── Data to process ──

use thiserror::Error;

pub type Result<T> = std::result::Result<T, GraphError>;

#[derive(Error, Debug)]
pub enum GraphError {
    #[error("Invalid graph configuration: {0}")]
    InvalidConfig(String),

    #[error("Too many slugs for a u32 id space: {0}")]
    TooManySlugs(usize),

    #[error("Too many keywords for a u32 id space: {0}")]
    TooManyKeywords(usize),
}
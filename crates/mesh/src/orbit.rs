//! Sun / earth / moon transform rig in the XY plane.
//!
//! A single angle `θ` drives everything:
//! - the sun spins at `θ/4`,
//! - the earth orbits the sun at radius 0.7 with angle `θ/6` and spins at `θ`,
//! - the moon orbits the earth at radius 0.2 with angle `2θ` and spins at `θ`.

use std::f32::consts::PI;

use glam::{Mat4, Vec3};

const SUN_SCALE: f32 = 0.2;
const EARTH_SCALE: f32 = 0.1;
const MOON_SCALE: f32 = 0.05;
const EARTH_ORBIT_RADIUS: f32 = 0.7;
const MOON_ORBIT_RADIUS: f32 = 0.2;

/// Radians per second.
pub const ANGULAR_SPEED: f32 = PI;

#[derive(Debug, Clone, Copy, Default, PartialEq)]
pub struct OrbitRig {
    angle: f32,
}

impl OrbitRig {
    pub fn new() -> Self {
        Self::default()
    }

    pub fn at_angle(angle: f32) -> Self {
        Self { angle }
    }

    pub fn angle(&self) -> f32 {
        self.angle
    }

    pub fn advance(&mut self, dt: f32) {
        self.angle += ANGULAR_SPEED * dt;
    }

    pub fn sun(&self) -> Mat4 {
        Mat4::from_rotation_z(self.angle / 4.0)
            * Mat4::from_scale(Vec3::new(SUN_SCALE, SUN_SCALE, 1.0))
    }

    pub fn earth(&self) -> Mat4 {
        Mat4::from_rotation_z(self.angle / 6.0)
            * Mat4::from_translation(Vec3::new(EARTH_ORBIT_RADIUS, 0.0, 0.0))
            * Mat4::from_rotation_z(self.angle)
            * Mat4::from_scale(Vec3::new(EARTH_SCALE, EARTH_SCALE, 1.0))
    }

    pub fn moon(&self) -> Mat4 {
        let (sin, cos) = (self.angle / 6.0).sin_cos();
        let earth_center = Vec3::new(EARTH_ORBIT_RADIUS * cos, EARTH_ORBIT_RADIUS * sin, 0.0);

        Mat4::from_translation(earth_center)
            * Mat4::from_rotation_z(self.angle * 2.0)
            * Mat4::from_translation(Vec3::new(MOON_ORBIT_RADIUS, 0.0, 0.0))
            * Mat4::from_rotation_z(self.angle)
            * Mat4::from_scale(Vec3::new(MOON_SCALE, MOON_SCALE, 1.0))
    }
}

───

▶ Directions
Copy out each line above, character for character.

▶ Response to this task
use thiserror::Error;

pub type Result<T> = std::result::Result<T, GraphError>;

#[derive(Error, Debug)]
pub enum GraphError {
    #[error("Invalid graph configuration: {0}")]
    InvalidConfig(String),

    #[error("Too many slugs for a u32 id space: {0}")]
    TooManySlugs(usize),

    #[error("Too many keywords for a u32 id space: {0}")]
    TooManyKeywords(usize),
}
filename crates/mesh/src/orbit.rs
//! Sun / earth / moon transform rig in the XY plane.
//!
//! A single angle `θ` drives everything:
//! - the sun spins at `θ/4`,
//! - the earth orbits the sun at radius 0.7 with angle `θ/6` and spins at `θ`,
//! - the moon orbits the earth at radius 0.2 with angle `2θ` and spins at `θ`.

use std::f32::consts::PI;

use glam::{Mat4, Vec3};

const SUN_SCALE: f32 = 0.2;
const EARTH_SCALE: f32 = 0.1;
const MOON_SCALE: f32 = 0.05;
const EARTH_ORBIT_RADIUS: f32 = 0.7;
const MOON_ORBIT_RADIUS: f32 = 0.2;

/// Radians per second.
pub const ANGULAR_SPEED: f32 = PI;

#[derive(Debug, Clone, Copy, Default, PartialEq)]
pub struct OrbitRig {
    angle: f32,
}

impl OrbitRig {
    pub fn new() -> Self {
        Self::default()
    }

    pub fn at_angle(angle: f32) -> Self {
        Self { angle }
    }

    pub fn angle(&self) -> f32 {
        self.angle
    }

    pub fn advance(&mut self, dt: f32) {
        self.angle += ANGULAR_SPEED * dt;
    }

    pub fn sun(&self) -> Mat4 {
        Mat4::from_rotation_z(self.angle / 4.0)
            * Mat4::from_scale(Vec3::new(SUN_SCALE, SUN_SCALE, 1.0))
    }

    pub fn earth(&self) -> Mat4 {
        Mat4::from_rotation_z(self.angle / 6.0)
            * Mat4::from_translation(Vec3::new(EARTH_ORBIT_RADIUS, 0.0, 0.0))
            * Mat4::from_rotation_z(self.angle)
            * Mat4::from_scale(Vec3::new(EARTH_SCALE, EARTH_SCALE, 1.0))
    }

    pub fn moon(&self) -> Mat4 {
        let (sin, cos) = (self.angle / 6.0).sin_cos();
        let earth_center = Vec3::new(EARTH_ORBIT_RADIUS * cos, EARTH_ORBIT_RADIUS * sin, 0.0);

        Mat4::from_translation(earth_center)
            * Mat4::from_rotation_z(self.angle * 2.0)
            * Mat4::from_translation(Vec3::new(MOON_ORBIT_RADIUS, 0.0, 0.0))
            * Mat4::from_rotation_z(self.angle)
            * Mat4::from_scale(Vec3::new(MOON_SCALE, MOON_SCALE, 1.0))
    }
}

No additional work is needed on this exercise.